An LA Times piece by David Zucchino looks at what’s happened in the investigation into LaVena Johnson’s death since we wrote about it last summer. Sadly, nothing much has changed.

Johnson maintains that his daughter was raped and killed, and that her death scene was staged to make it appear as if she shot herself. He accuses the Army of covering up for a killer or killers to conceal a soldier-on-soldier slaying, explaining that military personnel would have had unrestricted access to the area where his daughter died and therefore would not have attracted undue attention.
If LaVena’s death were investigated as a homicide, Johnson added, it would raise questions about base security and discourage women from enlisting.

In fact, in the information released to Johnson, the investigators speculated that Johnson was depressed after a break-up and finding out that she had condyloma — a sexually transmitted infection better known as “genital warts.” In fact, investigators have an answer for every piece of evidence that contradicts the story that Johnson killed herself.

Grey, the Army spokesman, said the only blood found outside the tent was on a bench that had been removed after LaVena’s body was discovered. Investigators are not aware of any boot prints in blood or on a cement bag, and they found no cuts, bruises or abrasions on her body “that would have led us to believe that they had been created by suspicious means,” Grey said.
Investigators believe the bullet went through an open tent flap window, Grey said. They concluded that LaVena had started a small fire inside the tent and burned pages from her journal before she shot herself.
Grey said investigators demonstrated that it was “easily possible” for a person of LaVena’s stature to shoot herself through the mouth with an M-16. And because investigators found no evidence of sexual assault, Grey said, there was no reason to collect vaginal or fingernail swabs.
Paul Stone, a spokesman for the Armed Forces Institute of Pathology, said the damage to LaVena’s face was consistent with the rapidly expanding gases discharged by an M-16, which he said could break bones and leave bruises and abrasions.The institute also concluded that LaVena committed suicide.

Part of the reason that none of these answers sound completely convincing is because the military does have quite the recent history of covering up the murder of female soldiers.

A case in point is Kamisha Block, whose death Peter Wilkinson sensitively explores in Maxim (no, for real! Maxim!). Kamisha, as it turns out, got involved with an abusive man to whom she reported, Staff Sergeant Paul Brandon Norris, which is a no-no in the military and has gotten people discharged. Instead, his superiors looked the other way as he transferred units to be closer to his girlfriend, threw fits and acted increasingly jealous in the weeks before shooting her 5 times in a rage.

Back at Fort Hood, Kamisha began to get a sense of Norris’ consuming jealousy. One day, while packing up a truck, Kamisha had trouble lifting a box. A male corporal walked up to help and accidentally brushed her breast. According to a witness, an outraged Norris grabbed him by the collar and chewed out both the corporal and Kamisha. She complained to friends how “aggressive” Norris was with her, “in and out of bed.”
Besides verbal abuse, Jane Block says, Staff Sergeant Norris also allegedly began physically abusing Kamisha: “He first assaulted her at Fort Hood. A friend of Kamisha’s called me and said, ‘He grabbed her by the throat and shoved her against a wall.'” No charges were ever filed.
“Norris was high-strung,” recalls a fellow MP. “He was always shouting at soldiers.”

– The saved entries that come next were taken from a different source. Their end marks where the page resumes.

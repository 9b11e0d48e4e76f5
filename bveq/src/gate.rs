// bveq - static and dynamic Bernstein-Vazirani circuits and their
//        equivalence, checked with the ZX-calculus and decision diagrams
// Copyright (C) 2021 - Aleks Kissinger
//
// Licensed under the Apache License, Version 2.0 (the "License");
// you may not use this file except in compliance with the License.
// You may obtain a copy of the License at
//
//    http://www.apache.org/licenses/LICENSE-2.0
//
// Unless required by applicable law or agreed to in writing, software
// distributed under the License is distributed on an "AS IS" BASIS,
// WITHOUT WARRANTIES OR CONDITIONS OF ANY KIND, either express or implied.
// See the License for the specific language governing permissions and
// limitations under the License.

use crate::circuit::Circuit;
use crate::graph::*;
use crate::phase::Phase;
use itertools::Itertools;
use num::Zero;

#[derive(PartialEq, Eq, Clone, Copy, Debug, Hash)]
pub enum GType {
    XPhase,
    NOT,
    ZPhase,
    Z,
    S,
    T,
    Sdg,
    Tdg,
    CNOT,
    CZ,
    SWAP,
    HAD,
    TOFF,
    CCZ,
    Barrier,
    Measure,
    Reset,
    UnknownGate,
}

pub use GType::*;

impl GType {
    pub fn from_qasm_name(s: &str) -> GType {
        match s {
            "rz" => ZPhase,
            "rx" => XPhase,
            "x" => NOT,
            "z" => Z,
            "s" => S,
            "t" => T,
            "sdg" => Sdg,
            "tdg" => Tdg,
            "h" => HAD,
            "cx" => CNOT,
            "CX" => CNOT,
            "cz" => CZ,
            "ccx" => TOFF,
            "ccz" => CCZ,
            "swap" => SWAP,
            "barrier" => Barrier,
            "measure" => Measure,
            "reset" => Reset,
            _ => UnknownGate,
        }
    }

    pub fn qasm_name(&self) -> &'static str {
        match self {
            ZPhase => "rz",
            NOT => "x",
            XPhase => "rx",
            Z => "z",
            S => "s",
            T => "t",
            Sdg => "sdg",
            Tdg => "tdg",
            HAD => "h",
            CNOT => "cx",
            CZ => "cz",
            TOFF => "ccx",
            CCZ => "ccz",
            SWAP => "swap",
            Barrier => "barrier",
            Measure => "measure",
            Reset => "reset",
            UnknownGate => "UNKNOWN",
        }
    }

    /// number of qubits the gate acts on
    ///
    /// If the gate type requires a fixed number of qubits, return it,
    /// otherwise None.
    pub fn num_qubits(&self) -> Option<usize> {
        match self {
            CNOT | CZ | SWAP => Some(2),
            TOFF | CCZ => Some(3),
            Barrier | UnknownGate => None,
            _ => Some(1),
        }
    }

    /// Gates that act as a linear map on the qubits
    ///
    /// Barriers count as unitary (they are the identity), measurements and
    /// resets do not.
    pub fn is_unitary(&self) -> bool {
        !matches!(self, Measure | Reset | UnknownGate)
    }

    pub fn is_clifford(&self) -> bool {
        matches!(self, NOT | Z | S | Sdg | CNOT | CZ | SWAP | HAD)
    }
}

#[derive(PartialEq, Eq, Clone, Debug, Hash)]
pub struct Gate {
    pub t: GType,
    pub qs: Vec<usize>,
    /// classical bits written by the gate, only used by measurements
    pub cs: Vec<usize>,
    pub phase: Phase,
}

impl Default for Gate {
    fn default() -> Self {
        Gate {
            t: UnknownGate,
            qs: vec![],
            cs: vec![],
            phase: Phase::zero(),
        }
    }
}

impl Gate {
    pub fn new(t: GType, qs: Vec<usize>) -> Gate {
        Gate {
            t,
            qs,
            ..Default::default()
        }
    }

    pub fn new_with_phase(t: GType, qs: Vec<usize>, phase: impl Into<Phase>) -> Gate {
        Gate {
            t,
            qs,
            phase: phase.into(),
            ..Default::default()
        }
    }

    pub fn measure(qubit: usize, clbit: usize) -> Gate {
        Gate {
            t: Measure,
            qs: vec![qubit],
            cs: vec![clbit],
            ..Default::default()
        }
    }

    pub fn from_qasm_name(s: &str) -> Gate {
        Gate::new(GType::from_qasm_name(s), vec![])
    }

    pub fn qasm_name(&self) -> &'static str {
        self.t.qasm_name()
    }

    pub fn to_qasm(&self) -> String {
        let mut s = String::from(self.qasm_name());

        if let ZPhase | XPhase = self.t {
            s += &format!("({}*pi)", self.phase.to_f64());
        }

        s += " ";
        s += &self.qs.iter().map(|i| format!("q[{i}]")).join(", ");

        if self.t == Measure {
            s += &format!(" -> c[{}]", self.cs[0]);
        }

        s
    }

    pub fn adjoint(&mut self) {
        match self.t {
            ZPhase | XPhase => {
                self.phase *= -1;
            }
            S => self.t = Sdg,
            T => self.t = Tdg,
            Sdg => self.t = S,
            Tdg => self.t = T,
            _ => {} // everything else is self-adjoint
        }
    }

    fn push_ccz_decomp(circ: &mut Circuit, qs: &[usize]) {
        circ.push(Gate::new(CNOT, vec![qs[1], qs[2]]));
        circ.push(Gate::new(Tdg, vec![qs[2]]));
        circ.push(Gate::new(CNOT, vec![qs[0], qs[2]]));
        circ.push(Gate::new(T, vec![qs[2]]));
        circ.push(Gate::new(CNOT, vec![qs[1], qs[2]]));
        circ.push(Gate::new(Tdg, vec![qs[2]]));
        circ.push(Gate::new(CNOT, vec![qs[0], qs[2]]));
        circ.push(Gate::new(T, vec![qs[1]]));
        circ.push(Gate::new(T, vec![qs[2]]));
        circ.push(Gate::new(CNOT, vec![qs[0], qs[1]]));
        circ.push(Gate::new(T, vec![qs[0]]));
        circ.push(Gate::new(Tdg, vec![qs[1]]));
        circ.push(Gate::new(CNOT, vec![qs[0], qs[1]]));
    }

    /// number of 1- and 2-qubit Clifford + phase gates needed to realise this gate
    pub fn num_basic_gates(&self) -> usize {
        match self.t {
            CCZ => 13,
            TOFF => 15,
            _ => 1,
        }
    }

    /// decompose as 1 and 2 qubit Clifford + phase gates and push on to given circuit
    ///
    /// If a gate is already basic, push a copy of itself.
    pub fn push_basic_gates(&self, circ: &mut Circuit) {
        match self.t {
            CCZ => {
                Gate::push_ccz_decomp(circ, &self.qs);
            }
            TOFF => {
                circ.push(Gate::new(HAD, vec![self.qs[2]]));
                Gate::push_ccz_decomp(circ, &self.qs);
                circ.push(Gate::new(HAD, vec![self.qs[2]]));
            }
            _ => circ.push(self.clone()),
        }
    }

    /// Turn the current output of `qubit` into a spider and grow a fresh output
    fn add_spider<G: GraphLike>(
        graph: &mut G,
        qubit: usize,
        ty: VType,
        et: EType,
        phase: impl Into<Phase>,
    ) -> V {
        let v0 = graph.outputs()[qubit];
        let prev = graph
            .neighbors(v0)
            .next()
            .expect("Output should have 1 neighbor.");
        let row = graph.row(v0);
        graph.set_vertex_type(v0, ty);
        graph.set_phase(v0, phase);
        let outp = graph.add_vertex_with_data(VData {
            ty: VType::B,
            qubit: graph.qubit(v0),
            row: row + 1.0,
            ..Default::default()
        });

        graph.add_edge(v0, outp);
        graph.outputs_mut()[qubit] = outp;

        if et == EType::H {
            graph.toggle_edge_type(v0, prev);
        }

        v0
    }

    /// Put two spiders on the same row and connect them
    fn add_two_qubit<G: GraphLike>(
        graph: &mut G,
        (q0, t0): (usize, VType),
        (q1, t1): (usize, VType),
        et: EType,
    ) -> Vec<V> {
        let v0 = Gate::add_spider(graph, q0, t0, EType::N, Phase::zero());
        let v1 = Gate::add_spider(graph, q1, t1, EType::N, Phase::zero());
        let row = graph.row(v0).max(graph.row(v1));
        for (v, q) in [(v0, q0), (v1, q1)] {
            graph.set_row(v, row);
            let o = graph.outputs()[q];
            graph.set_row(o, row + 1.0);
        }
        graph.add_edge_with_type(v0, v1, et);
        vec![v0, v1]
    }

    /// add the gate to the given graph using spiders
    ///
    /// The i-th entry of `graph.outputs()` is the open end of qubit i, so the
    /// graph must come from [`Circuit::to_graph`]. Barriers leave the graph
    /// unchanged. Returns the vertices that were added or modified.
    ///
    /// Panics on measurements and resets, which have no spider form here;
    /// callers strip them first.
    pub fn add_to_graph(&self, graph: &mut impl GraphLike) -> Vec<V> {
        match self.t {
            ZPhase => vec![Gate::add_spider(
                graph,
                self.qs[0],
                VType::Z,
                EType::N,
                self.phase,
            )],
            Z => vec![Gate::add_spider(
                graph,
                self.qs[0],
                VType::Z,
                EType::N,
                Phase::new(1),
            )],
            S => vec![Gate::add_spider(
                graph,
                self.qs[0],
                VType::Z,
                EType::N,
                Phase::from((1, 2)),
            )],
            Sdg => vec![Gate::add_spider(
                graph,
                self.qs[0],
                VType::Z,
                EType::N,
                Phase::from((-1, 2)),
            )],
            T => vec![Gate::add_spider(
                graph,
                self.qs[0],
                VType::Z,
                EType::N,
                Phase::from((1, 4)),
            )],
            Tdg => vec![Gate::add_spider(
                graph,
                self.qs[0],
                VType::Z,
                EType::N,
                Phase::from((-1, 4)),
            )],
            XPhase => {
                // an X spider is rx up to a phase of half its angle
                graph.scalar_mut().mul_phase(-(self.phase / 2));
                vec![Gate::add_spider(
                    graph,
                    self.qs[0],
                    VType::X,
                    EType::N,
                    self.phase,
                )]
            }
            NOT => vec![Gate::add_spider(
                graph,
                self.qs[0],
                VType::X,
                EType::N,
                Phase::new(1),
            )],
            HAD => vec![Gate::add_spider(
                graph,
                self.qs[0],
                VType::Z,
                EType::H,
                Phase::zero(),
            )],
            CNOT => Gate::add_two_qubit(
                graph,
                (self.qs[0], VType::Z),
                (self.qs[1], VType::X),
                EType::N,
            ),
            CZ => Gate::add_two_qubit(
                graph,
                (self.qs[0], VType::Z),
                (self.qs[1], VType::Z),
                EType::H,
            ),
            SWAP => {
                graph.outputs_mut().swap(self.qs[0], self.qs[1]);
                vec![]
            }
            CCZ | TOFF => {
                let mut c = Circuit::new(0);
                self.push_basic_gates(&mut c);
                c.gates
                    .iter()
                    .flat_map(|g| g.add_to_graph(graph))
                    .collect()
            }
            Barrier => vec![],
            Measure | Reset | UnknownGate => {
                panic!("{} has no ZX-diagram", self.qasm_name())
            }
        }
    }
}

#[cfg(test)]
mod tests {
    use super::*;

    #[test]
    fn qasm_names_round_trip() {
        for t in [
            XPhase, NOT, ZPhase, Z, S, T, Sdg, Tdg, CNOT, CZ, SWAP, HAD, TOFF, CCZ, Barrier,
            Measure, Reset,
        ] {
            assert_eq!(GType::from_qasm_name(t.qasm_name()), t);
        }
        assert_eq!(GType::from_qasm_name("u3"), UnknownGate);
    }

    #[test]
    fn to_qasm() {
        assert_eq!(Gate::new(CNOT, vec![0, 2]).to_qasm(), "cx q[0], q[2]");
        assert_eq!(Gate::measure(1, 0).to_qasm(), "measure q[1] -> c[0]");
        assert_eq!(Gate::new(Reset, vec![0]).to_qasm(), "reset q[0]");
        assert_eq!(
            Gate::new_with_phase(ZPhase, vec![0], (1, 2)).to_qasm(),
            "rz(0.5*pi) q[0]"
        );
    }

    #[test]
    fn adjoints() {
        let mut g = Gate::new(S, vec![0]);
        g.adjoint();
        assert_eq!(g.t, Sdg);
        let mut g = Gate::new_with_phase(XPhase, vec![0], (1, 4));
        g.adjoint();
        assert_eq!(g.phase, Phase::from((-1, 4)));
        let mut g = Gate::new(HAD, vec![0]);
        g.adjoint();
        assert_eq!(g, Gate::new(HAD, vec![0]));
    }

    #[test]
    fn basic_gates() {
        let mut c = Circuit::new(3);
        Gate::new(TOFF, vec![0, 1, 2]).push_basic_gates(&mut c);
        assert_eq!(c.num_gates(), Gate::new(TOFF, vec![0, 1, 2]).num_basic_gates());
        assert_eq!(c.num_gates_of_type(CNOT), 6);
        assert_eq!(c.num_gates_of_type(HAD), 2);
    }
}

And that’s just when they were stateside.

Norris had arrived at Camp Liberty in late June, several weeks after Kamisha. Within days she found herself transferred to Norris’ 10-person squad. The word around Camp Liberty was that someone up the chain of command had done Norris a favor.

It’s quite the favor, to get the woman you’re not legally allowed to sleep with transferred into your unit.

To those soldiers stationed under him, Norris seemed to have a knack for taking things too far. If Kamisha showed up somewhere on base, Norris more often than not appeared as well. “Every night, Norris would find some time to spend with Specialist Block, using the excuse that he ‘couldn’t sleep’ or that he had ‘a lot of problems and needed somebody to talk to,'” recalls one soldier in a sworn statement. “I made comments to Specialist Block’s old squad leader that he should do something or say something, to tell Staff Sergeant Norris the relationship was getting out of hand. The squad leader would laugh it off and say, ‘There’s nothing I can do.'”

It wasn’t until people in the unit started dying that Norris’ superiors stopped laughing.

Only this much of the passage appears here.